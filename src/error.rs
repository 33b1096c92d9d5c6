//! Error types
//!
//! The simulation itself never fails; errors only come from setting it up.

use thiserror::Error;

/// Errors raised while configuring a session
#[derive(Debug, Error)]
pub enum Error {
    /// Playfield too short to fit a randomized gap
    #[error("playfield height {height} is too small, need at least {min}")]
    PlayfieldTooShort { height: u32, min: u32 },

    /// Playfield has no horizontal room to spawn obstacles
    #[error("playfield width must be non-zero")]
    PlayfieldTooNarrow,

    /// Settings file could not be parsed
    #[error("invalid settings: {0}")]
    Settings(#[from] serde_json::Error),

    /// A frame could not be serialized for an external renderer
    #[error("failed to export frame: {0}")]
    Export(#[source] serde_json::Error),

    /// Settings file could not be read
    #[error("io error: {0}")]
    Io(#[from] std::io::Error),
}

pub type Result<T> = std::result::Result<T, Error>;

#[cfg(test)]
mod tests {
    use super::*;

    fn json_error() -> serde_json::Error {
        serde_json::from_str::<u32>("nope").unwrap_err()
    }

    #[test]
    fn test_json_errors_keep_their_origin() {
        let settings: Error = json_error().into();
        assert!(matches!(settings, Error::Settings(_)));
        assert!(settings.to_string().starts_with("invalid settings: "));

        let export = Error::Export(json_error());
        assert!(export.to_string().starts_with("failed to export frame: "));
    }
}
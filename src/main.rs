//! Flappy Gates headless host
//!
//! Drives a session without a window: an autopilot presses the action key,
//! and frames are printed as text or JSON.
//!
//! Usage: flappy-gates [--settings PATH] [--ticks N] [--every N] [--json]

use std::process::ExitCode;

use flappy_gates::platform::Driver;
use flappy_gates::renderer::TextRenderer;
use flappy_gates::sim::{GameEvent, GameState, InputEvent};
use flappy_gates::{Result, Settings};

struct Options {
    settings: Option<String>,
    ticks: u64,
    every: u64,
    json: bool,
}

impl Default for Options {
    fn default() -> Self {
        Self {
            settings: None,
            ticks: 600,
            every: 60,
            json: false,
        }
    }
}

fn parse_args() -> Option<Options> {
    let mut options = Options::default();
    let mut args = std::env::args().skip(1);
    while let Some(arg) = args.next() {
        match arg.as_str() {
            "--settings" => options.settings = Some(args.next()?),
            "--ticks" => options.ticks = args.next()?.parse().ok()?,
            "--every" => options.every = args.next()?.parse().ok()?,
            "--json" => options.json = true,
            _ => return None,
        }
    }
    options.every = options.every.max(1);
    Some(options)
}

/// Flap when sinking below the gap of the next obstacle
fn autopilot(state: &GameState) -> bool {
    let avatar = &state.avatar;
    let target = state
        .obstacles
        .iter()
        .find(|o| o.right() >= avatar.pos.x)
        .map(|o| o.gap_y + o.gap_height - avatar.size - 20.0)
        .unwrap_or(state.playfield.height_f32() / 2.0);
    avatar.pos.y > target && avatar.vel >= 0.0
}

fn run(options: &Options) -> Result<()> {
    let settings = match &options.settings {
        Some(path) => Settings::load(path)?,
        None => Settings::default(),
    };
    let mut driver = Driver::new(&settings)?;
    let mut renderer = TextRenderer::default();
    let mut best = 0;

    for _ in 0..options.ticks {
        if driver.state().is_game_over() || autopilot(driver.state()) {
            driver.push_event(InputEvent::Flap);
        }
        for event in driver.step() {
            match event {
                GameEvent::GameOver { score } => {
                    best = best.max(score);
                    log::info!("Run ended at tick {} with score {}", driver.ticks(), score);
                }
                GameEvent::ObstaclePassed { score, .. } => log::debug!("Score {}", score),
                _ => {}
            }
        }

        if driver.ticks() % options.every == 0 {
            if options.json {
                println!("{}", driver.view().to_json()?);
            } else {
                print!("{}", driver.render(&mut renderer));
            }
        }
    }

    best = best.max(driver.state().score);
    log::info!("Finished {} ticks, best score {}", driver.ticks(), best);
    Ok(())
}

fn main() -> ExitCode {
    env_logger::init();
    log::info!("Flappy Gates (headless) starting...");

    let Some(options) = parse_args() else {
        eprintln!("usage: flappy-gates [--settings PATH] [--ticks N] [--every N] [--json]");
        return ExitCode::FAILURE;
    };

    match run(&options) {
        Ok(()) => ExitCode::SUCCESS,
        Err(e) => {
            log::error!("{}", e);
            eprintln!("error: {e}");
            ExitCode::FAILURE
        }
    }
}
//! Rendering collaborator
//!
//! The core never draws. Hosts implement [`Renderer`] and receive a
//! read-only [`FrameView`] of the session each frame.

pub mod text;

pub use text::TextRenderer;

use serde::Serialize;

use crate::error::{Error, Result};
use crate::settings::Playfield;
use crate::sim::{Avatar, GameState, Obstacle};

pub const SCORE_PREFIX: &str = "Score: ";
pub const GAME_OVER_TITLE: &str = "Game Over!";
pub const GAME_OVER_HINT: &str = "Press SPACE to restart";

/// Everything a renderer may read about the current frame
#[derive(Debug, Clone, Serialize)]
pub struct FrameView<'a> {
    pub playfield: Playfield,
    pub avatar: Avatar,
    /// Wing animation frame (0..3)
    pub wing_frame: u64,
    pub obstacles: &'a [Obstacle],
    pub score: u32,
    pub game_over: bool,
}

impl<'a> FrameView<'a> {
    pub fn new(state: &'a GameState) -> Self {
        Self {
            playfield: state.playfield,
            avatar: state.avatar,
            wing_frame: state.wing_frame(),
            obstacles: state.obstacles.as_slice(),
            score: state.score,
            game_over: state.is_game_over(),
        }
    }

    pub fn score_text(&self) -> String {
        format!("{}{}", SCORE_PREFIX, self.score)
    }

    /// Title and hint lines shown once the session has ended
    pub fn game_over_text(&self) -> Option<(&'static str, &'static str)> {
        self.game_over.then_some((GAME_OVER_TITLE, GAME_OVER_HINT))
    }

    /// Serialize for hosts that draw out of process
    pub fn to_json(&self) -> Result<String> {
        serde_json::to_string(self).map_err(Error::Export)
    }
}

/// Draws one frame from a view
pub trait Renderer {
    type Output;

    fn render(&mut self, view: &FrameView<'_>) -> Self::Output;
}

#[cfg(test)]
mod tests {
    use super::*;
    use crate::settings::Settings;
    use crate::sim::GamePhase;

    #[test]
    fn test_view_texts() {
        let mut state = GameState::new(&Settings::default()).unwrap();
        state.score = 4;
        let view = FrameView::new(&state);
        assert_eq!(view.score_text(), "Score: 4");
        assert_eq!(view.game_over_text(), None);

        state.phase = GamePhase::GameOver;
        let view = FrameView::new(&state);
        assert_eq!(
            view.game_over_text(),
            Some(("Game Over!", "Press SPACE to restart"))
        );
    }

    #[test]
    fn test_view_json() {
        let state = GameState::new(&Settings::default()).unwrap();
        let json = FrameView::new(&state).to_json().unwrap();
        let value: serde_json::Value = serde_json::from_str(&json).unwrap();
        assert_eq!(value["score"], 0);
        assert_eq!(value["game_over"], false);
        assert_eq!(value["playfield"]["height"], 700);
        assert_eq!(value["avatar"]["size"], 30.0);
        assert!(value["obstacles"].as_array().unwrap().is_empty());
    }
}
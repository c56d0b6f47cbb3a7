//! Convsync Domains - Concrete Quantity Tables
//!
//! Six instances of the generic engine, one per quantity:
//! - Length (mm, cm, m, km, in, ft, yd, mi)
//! - Area (m2, ft2, ha, acres)
//! - Mass (g, kg, lb, oz)
//! - Volume (l, ml, gal, cup, floz)
//! - Temperature (c, f)
//! - Currency (cad, eur, usd, btc, sats)
//!
//! Each module exposes `group()`; [`DomainRegistry`] aggregates all six.

pub mod length;
pub mod area;
pub mod mass;
pub mod volume;
pub mod temperature;
pub mod currency;

use convsync_core::{ConversionGroup, GroupError};

/// All shipped conversion groups, built once at startup.
///
/// Groups carry their own reentrancy lock, so the registry is plain
/// per-caller state rather than a process-wide static.
pub struct DomainRegistry {
    groups: Vec<ConversionGroup>,
}

impl DomainRegistry {
    /// Build every domain table. Fails only on a misconfigured table,
    /// which the shipped tables never are.
    pub fn new() -> Result<Self, GroupError> {
        Ok(DomainRegistry {
            groups: vec![
                length::group()?,
                area::group()?,
                mass::group()?,
                volume::group()?,
                temperature::group()?,
                currency::group()?,
            ],
        })
    }

    /// Look up a group by domain name.
    pub fn get(&self, name: &str) -> Option<&ConversionGroup> {
        self.groups.iter().find(|g| g.name() == name)
    }

    /// Domain names in registration order.
    pub fn names(&self) -> Vec<&str> {
        self.groups.iter().map(|g| g.name()).collect()
    }

    pub fn groups(&self) -> &[ConversionGroup] {
        &self.groups
    }
}

#[cfg(test)]
mod tests {
    use super::*;

    #[test]
    fn test_registry_builds_all_domains() {
        let registry = DomainRegistry::new().unwrap();
        assert_eq!(
            registry.names(),
            vec!["length", "area", "mass", "volume", "temperature", "currency"]
        );
    }

    #[test]
    fn test_lookup_by_name() {
        let registry = DomainRegistry::new().unwrap();
        assert_eq!(registry.get("mass").unwrap().base_key(), "kg");
        assert!(registry.get("pressure").is_none());
    }

    #[test]
    fn test_unparsable_input_is_silent_in_every_domain() {
        let registry = DomainRegistry::new().unwrap();
        for group in registry.groups() {
            let base = group.base_key().to_string();
            assert!(group.on_edit(&base, "abc").is_empty(), "{}", group.name());
        }
    }

    #[test]
    fn test_binding_over_temperature() {
        use convsync_core::FieldBinding;
        let binding = FieldBinding::new(temperature::group().unwrap());
        binding.edit("c", "0");
        assert_eq!(binding.text("f").as_deref(), Some("32.0"));
        binding.edit("f", "212");
        assert_eq!(binding.text("c").as_deref(), Some("100.0"));
        assert_eq!(binding.text("f").as_deref(), Some("212"));
    }

    #[test]
    fn test_groups_are_independent() {
        let registry = DomainRegistry::new().unwrap();
        let length = registry.get("length").unwrap();
        let mass = registry.get("mass").unwrap();
        // a fan-out in one group must not lock out another
        length.fan_out("m", "1", |_, _| {
            assert!(!mass.on_edit("kg", "1").is_empty());
        });
    }
}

- [Task description]: Your answer should be the number of lines in the records that contain the word "FAILURE", with nothing added.

- [Answer space]: 2